Task details:
Collect the lines of the entries where "crate" shows up.

Available records:

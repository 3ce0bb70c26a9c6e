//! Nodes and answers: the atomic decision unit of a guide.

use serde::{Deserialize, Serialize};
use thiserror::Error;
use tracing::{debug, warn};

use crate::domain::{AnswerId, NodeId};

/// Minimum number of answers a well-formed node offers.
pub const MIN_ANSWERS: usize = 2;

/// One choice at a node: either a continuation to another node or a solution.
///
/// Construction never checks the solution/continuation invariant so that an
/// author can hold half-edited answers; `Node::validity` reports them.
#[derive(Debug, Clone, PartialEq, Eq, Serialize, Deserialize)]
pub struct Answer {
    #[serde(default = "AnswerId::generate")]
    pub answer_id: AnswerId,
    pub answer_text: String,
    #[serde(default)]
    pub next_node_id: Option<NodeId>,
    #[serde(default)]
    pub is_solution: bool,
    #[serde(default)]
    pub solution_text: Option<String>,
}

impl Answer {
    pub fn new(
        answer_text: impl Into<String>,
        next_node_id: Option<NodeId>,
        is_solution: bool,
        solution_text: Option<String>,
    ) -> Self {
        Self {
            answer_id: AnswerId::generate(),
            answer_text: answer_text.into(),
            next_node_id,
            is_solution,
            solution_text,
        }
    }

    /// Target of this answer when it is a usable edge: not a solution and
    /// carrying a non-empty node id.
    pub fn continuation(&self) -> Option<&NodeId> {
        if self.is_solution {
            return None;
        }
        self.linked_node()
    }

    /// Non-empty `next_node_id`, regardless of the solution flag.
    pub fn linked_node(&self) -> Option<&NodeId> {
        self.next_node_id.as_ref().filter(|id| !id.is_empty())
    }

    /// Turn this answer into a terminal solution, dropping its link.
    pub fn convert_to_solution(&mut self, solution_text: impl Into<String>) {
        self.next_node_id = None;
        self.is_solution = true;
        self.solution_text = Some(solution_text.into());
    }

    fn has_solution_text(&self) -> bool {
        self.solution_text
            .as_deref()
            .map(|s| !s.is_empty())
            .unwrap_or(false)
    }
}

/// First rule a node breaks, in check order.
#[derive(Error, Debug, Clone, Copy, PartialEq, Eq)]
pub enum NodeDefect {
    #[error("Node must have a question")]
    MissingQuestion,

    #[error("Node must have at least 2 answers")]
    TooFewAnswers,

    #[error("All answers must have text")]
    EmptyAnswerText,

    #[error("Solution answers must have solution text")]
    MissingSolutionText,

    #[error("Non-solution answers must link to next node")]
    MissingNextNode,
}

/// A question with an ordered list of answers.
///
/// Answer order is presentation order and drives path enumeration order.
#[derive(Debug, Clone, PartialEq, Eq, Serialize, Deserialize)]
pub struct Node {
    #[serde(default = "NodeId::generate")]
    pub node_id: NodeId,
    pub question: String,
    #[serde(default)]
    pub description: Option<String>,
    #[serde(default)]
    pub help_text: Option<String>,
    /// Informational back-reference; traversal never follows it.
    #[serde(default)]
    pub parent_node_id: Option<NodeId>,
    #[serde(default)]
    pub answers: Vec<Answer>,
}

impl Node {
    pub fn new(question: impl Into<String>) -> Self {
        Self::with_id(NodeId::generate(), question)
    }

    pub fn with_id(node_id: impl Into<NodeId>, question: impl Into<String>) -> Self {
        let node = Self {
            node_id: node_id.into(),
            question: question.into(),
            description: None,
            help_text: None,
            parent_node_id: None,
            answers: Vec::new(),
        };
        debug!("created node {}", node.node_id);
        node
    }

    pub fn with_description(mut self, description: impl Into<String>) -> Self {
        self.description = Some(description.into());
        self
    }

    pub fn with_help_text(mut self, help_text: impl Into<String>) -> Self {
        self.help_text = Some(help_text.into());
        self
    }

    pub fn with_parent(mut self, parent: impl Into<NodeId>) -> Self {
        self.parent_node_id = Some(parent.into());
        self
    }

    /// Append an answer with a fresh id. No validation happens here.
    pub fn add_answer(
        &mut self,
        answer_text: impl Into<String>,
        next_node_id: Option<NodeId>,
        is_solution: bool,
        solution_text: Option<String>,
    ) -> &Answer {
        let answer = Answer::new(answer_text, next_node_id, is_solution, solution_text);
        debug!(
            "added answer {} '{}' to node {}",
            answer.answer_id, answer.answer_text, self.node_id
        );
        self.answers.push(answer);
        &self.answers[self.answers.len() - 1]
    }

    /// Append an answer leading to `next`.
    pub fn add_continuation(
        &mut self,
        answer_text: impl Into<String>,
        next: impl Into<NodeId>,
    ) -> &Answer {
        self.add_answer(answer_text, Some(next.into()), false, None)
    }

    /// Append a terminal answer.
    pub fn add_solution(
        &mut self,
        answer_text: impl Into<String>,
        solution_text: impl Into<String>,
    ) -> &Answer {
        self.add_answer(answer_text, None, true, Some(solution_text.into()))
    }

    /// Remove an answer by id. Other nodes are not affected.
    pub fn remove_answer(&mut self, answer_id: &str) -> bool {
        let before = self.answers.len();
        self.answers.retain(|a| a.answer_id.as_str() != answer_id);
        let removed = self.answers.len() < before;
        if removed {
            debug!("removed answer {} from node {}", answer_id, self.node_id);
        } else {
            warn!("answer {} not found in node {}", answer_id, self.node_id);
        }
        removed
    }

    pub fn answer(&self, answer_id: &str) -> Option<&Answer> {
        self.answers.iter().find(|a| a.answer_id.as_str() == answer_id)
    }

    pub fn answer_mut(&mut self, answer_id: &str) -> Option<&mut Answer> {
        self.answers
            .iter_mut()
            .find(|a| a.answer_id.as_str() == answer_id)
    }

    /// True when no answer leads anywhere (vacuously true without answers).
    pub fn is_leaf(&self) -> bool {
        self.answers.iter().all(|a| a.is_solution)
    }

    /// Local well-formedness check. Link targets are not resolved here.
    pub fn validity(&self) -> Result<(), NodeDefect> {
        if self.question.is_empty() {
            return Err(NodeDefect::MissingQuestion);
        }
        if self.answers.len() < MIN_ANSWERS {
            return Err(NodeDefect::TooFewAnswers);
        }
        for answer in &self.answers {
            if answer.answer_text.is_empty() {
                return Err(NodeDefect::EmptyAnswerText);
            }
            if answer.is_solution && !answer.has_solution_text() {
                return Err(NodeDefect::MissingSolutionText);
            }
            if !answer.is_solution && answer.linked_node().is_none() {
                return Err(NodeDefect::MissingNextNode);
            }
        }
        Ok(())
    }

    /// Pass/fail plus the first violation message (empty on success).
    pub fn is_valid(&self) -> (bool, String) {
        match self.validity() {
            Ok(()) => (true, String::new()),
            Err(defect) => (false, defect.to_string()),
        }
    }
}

* * *

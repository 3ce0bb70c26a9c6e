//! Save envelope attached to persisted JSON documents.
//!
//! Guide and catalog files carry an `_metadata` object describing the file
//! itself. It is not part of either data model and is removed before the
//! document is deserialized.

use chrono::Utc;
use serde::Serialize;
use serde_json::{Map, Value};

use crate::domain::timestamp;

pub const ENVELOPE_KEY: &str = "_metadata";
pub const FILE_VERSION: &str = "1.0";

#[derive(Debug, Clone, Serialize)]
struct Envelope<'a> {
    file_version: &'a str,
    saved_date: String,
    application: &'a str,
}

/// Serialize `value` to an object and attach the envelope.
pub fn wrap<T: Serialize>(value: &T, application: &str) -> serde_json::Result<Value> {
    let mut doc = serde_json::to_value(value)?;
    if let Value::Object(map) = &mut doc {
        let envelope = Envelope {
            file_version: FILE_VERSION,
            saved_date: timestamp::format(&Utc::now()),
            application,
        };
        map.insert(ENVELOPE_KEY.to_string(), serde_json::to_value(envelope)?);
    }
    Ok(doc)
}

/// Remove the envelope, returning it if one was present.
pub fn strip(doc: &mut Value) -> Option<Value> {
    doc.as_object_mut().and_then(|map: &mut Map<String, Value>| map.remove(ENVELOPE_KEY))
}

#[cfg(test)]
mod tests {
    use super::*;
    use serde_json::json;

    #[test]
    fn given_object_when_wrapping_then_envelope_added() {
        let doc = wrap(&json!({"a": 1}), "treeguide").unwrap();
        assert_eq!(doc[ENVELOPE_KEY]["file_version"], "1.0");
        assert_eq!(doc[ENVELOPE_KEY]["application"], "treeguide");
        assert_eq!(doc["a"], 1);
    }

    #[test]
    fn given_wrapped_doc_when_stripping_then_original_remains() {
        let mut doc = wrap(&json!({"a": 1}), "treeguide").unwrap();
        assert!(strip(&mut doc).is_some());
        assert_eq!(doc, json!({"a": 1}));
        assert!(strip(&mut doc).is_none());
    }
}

==

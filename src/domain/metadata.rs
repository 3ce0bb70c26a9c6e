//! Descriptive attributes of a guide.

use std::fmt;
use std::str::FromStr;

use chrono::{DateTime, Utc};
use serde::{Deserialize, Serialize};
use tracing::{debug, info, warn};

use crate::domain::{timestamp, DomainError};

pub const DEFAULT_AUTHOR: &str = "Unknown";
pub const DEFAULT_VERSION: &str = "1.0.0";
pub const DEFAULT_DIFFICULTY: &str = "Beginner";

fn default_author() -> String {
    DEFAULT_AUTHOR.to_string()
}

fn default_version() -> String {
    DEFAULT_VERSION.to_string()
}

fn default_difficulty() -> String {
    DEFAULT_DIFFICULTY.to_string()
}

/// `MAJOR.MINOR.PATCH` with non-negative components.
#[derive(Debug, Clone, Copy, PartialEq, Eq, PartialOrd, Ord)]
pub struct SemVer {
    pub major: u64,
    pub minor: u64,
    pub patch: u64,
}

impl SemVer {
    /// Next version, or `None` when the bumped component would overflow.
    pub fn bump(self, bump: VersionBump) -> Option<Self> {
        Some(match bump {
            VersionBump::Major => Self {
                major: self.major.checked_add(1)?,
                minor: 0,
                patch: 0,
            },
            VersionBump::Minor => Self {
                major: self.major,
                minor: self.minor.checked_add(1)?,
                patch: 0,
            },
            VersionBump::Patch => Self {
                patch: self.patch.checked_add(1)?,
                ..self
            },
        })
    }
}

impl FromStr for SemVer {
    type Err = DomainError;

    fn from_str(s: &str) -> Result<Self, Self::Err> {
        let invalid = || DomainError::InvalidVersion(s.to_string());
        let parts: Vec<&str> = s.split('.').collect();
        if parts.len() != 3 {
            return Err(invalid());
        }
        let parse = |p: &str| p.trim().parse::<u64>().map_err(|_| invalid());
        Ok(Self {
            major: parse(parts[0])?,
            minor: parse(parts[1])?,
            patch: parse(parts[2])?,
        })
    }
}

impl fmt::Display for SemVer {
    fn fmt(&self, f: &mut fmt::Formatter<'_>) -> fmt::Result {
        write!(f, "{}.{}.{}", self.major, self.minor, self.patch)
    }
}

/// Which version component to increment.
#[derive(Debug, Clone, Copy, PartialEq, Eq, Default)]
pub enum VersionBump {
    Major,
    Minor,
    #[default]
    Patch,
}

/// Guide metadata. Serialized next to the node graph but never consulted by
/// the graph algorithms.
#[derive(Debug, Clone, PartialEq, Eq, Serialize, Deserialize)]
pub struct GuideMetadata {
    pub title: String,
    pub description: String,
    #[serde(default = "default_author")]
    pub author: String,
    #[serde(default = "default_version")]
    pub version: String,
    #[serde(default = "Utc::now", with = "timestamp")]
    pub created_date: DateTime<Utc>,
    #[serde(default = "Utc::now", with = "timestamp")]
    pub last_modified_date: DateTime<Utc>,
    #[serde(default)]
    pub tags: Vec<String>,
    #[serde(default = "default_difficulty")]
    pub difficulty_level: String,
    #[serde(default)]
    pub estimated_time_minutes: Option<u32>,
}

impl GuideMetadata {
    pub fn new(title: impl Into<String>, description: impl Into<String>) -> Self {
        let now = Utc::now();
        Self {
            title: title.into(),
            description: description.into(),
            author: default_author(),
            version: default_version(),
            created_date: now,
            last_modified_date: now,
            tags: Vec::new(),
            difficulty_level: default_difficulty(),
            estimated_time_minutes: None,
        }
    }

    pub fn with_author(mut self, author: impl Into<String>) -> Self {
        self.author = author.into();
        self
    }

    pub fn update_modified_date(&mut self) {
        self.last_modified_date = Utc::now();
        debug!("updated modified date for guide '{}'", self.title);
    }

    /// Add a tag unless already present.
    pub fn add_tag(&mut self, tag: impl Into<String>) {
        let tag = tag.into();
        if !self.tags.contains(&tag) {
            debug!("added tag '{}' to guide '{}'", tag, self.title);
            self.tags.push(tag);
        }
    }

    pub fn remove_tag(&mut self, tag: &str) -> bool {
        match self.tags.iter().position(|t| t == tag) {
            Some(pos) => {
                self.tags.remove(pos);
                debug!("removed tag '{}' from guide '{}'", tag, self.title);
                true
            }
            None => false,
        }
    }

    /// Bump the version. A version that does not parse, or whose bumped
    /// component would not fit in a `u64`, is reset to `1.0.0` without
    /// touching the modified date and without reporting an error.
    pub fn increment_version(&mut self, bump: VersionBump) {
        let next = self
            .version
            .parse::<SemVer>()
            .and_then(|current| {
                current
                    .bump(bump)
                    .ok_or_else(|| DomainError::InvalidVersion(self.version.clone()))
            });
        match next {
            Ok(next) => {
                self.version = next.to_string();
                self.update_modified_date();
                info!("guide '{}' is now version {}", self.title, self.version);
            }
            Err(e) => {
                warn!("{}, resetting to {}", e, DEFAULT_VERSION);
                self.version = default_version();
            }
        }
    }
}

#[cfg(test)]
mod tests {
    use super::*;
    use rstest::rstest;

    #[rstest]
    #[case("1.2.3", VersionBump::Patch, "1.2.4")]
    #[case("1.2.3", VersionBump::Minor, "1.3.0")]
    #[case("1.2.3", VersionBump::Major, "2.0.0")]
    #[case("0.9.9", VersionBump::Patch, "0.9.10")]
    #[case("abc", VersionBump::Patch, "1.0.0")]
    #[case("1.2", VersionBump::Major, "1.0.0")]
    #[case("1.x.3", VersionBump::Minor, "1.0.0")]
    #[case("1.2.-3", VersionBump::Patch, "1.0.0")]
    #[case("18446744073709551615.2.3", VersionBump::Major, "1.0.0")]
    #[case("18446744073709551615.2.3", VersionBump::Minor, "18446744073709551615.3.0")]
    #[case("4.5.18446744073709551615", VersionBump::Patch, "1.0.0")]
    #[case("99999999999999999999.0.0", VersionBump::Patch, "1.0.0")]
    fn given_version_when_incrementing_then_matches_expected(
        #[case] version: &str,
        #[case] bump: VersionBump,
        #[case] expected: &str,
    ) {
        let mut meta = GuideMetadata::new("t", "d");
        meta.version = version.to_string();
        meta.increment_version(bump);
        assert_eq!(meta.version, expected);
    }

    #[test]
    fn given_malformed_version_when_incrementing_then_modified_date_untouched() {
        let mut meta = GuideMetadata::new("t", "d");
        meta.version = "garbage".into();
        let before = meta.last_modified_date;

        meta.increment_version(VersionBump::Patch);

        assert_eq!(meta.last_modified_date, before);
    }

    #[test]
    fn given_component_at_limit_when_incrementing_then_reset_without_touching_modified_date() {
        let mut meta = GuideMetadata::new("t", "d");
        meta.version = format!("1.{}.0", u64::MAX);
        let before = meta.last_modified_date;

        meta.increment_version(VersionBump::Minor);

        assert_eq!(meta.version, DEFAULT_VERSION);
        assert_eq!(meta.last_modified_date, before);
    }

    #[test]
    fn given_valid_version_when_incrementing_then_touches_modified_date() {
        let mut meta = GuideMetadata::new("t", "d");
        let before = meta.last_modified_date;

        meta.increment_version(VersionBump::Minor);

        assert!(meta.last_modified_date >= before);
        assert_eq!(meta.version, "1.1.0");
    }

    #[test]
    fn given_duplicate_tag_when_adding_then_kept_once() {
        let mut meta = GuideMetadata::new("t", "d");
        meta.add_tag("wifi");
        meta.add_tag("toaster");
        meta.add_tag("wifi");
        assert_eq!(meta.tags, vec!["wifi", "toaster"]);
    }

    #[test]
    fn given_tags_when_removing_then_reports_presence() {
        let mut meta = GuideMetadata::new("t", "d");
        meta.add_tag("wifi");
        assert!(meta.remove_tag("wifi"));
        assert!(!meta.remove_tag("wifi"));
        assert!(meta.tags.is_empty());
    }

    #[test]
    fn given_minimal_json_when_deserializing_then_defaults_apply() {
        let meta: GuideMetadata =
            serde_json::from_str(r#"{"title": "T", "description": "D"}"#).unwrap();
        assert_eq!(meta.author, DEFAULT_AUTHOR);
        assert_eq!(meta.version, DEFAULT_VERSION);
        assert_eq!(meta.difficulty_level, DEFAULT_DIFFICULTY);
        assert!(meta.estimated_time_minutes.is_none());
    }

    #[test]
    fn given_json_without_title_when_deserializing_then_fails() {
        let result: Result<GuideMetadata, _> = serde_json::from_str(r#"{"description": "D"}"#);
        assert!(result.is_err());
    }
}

Answer to the problem:
use crate::domain::{AnswerId, NodeId};
use crate::domain::timestamp;
use crate::domain::{timestamp, DomainError};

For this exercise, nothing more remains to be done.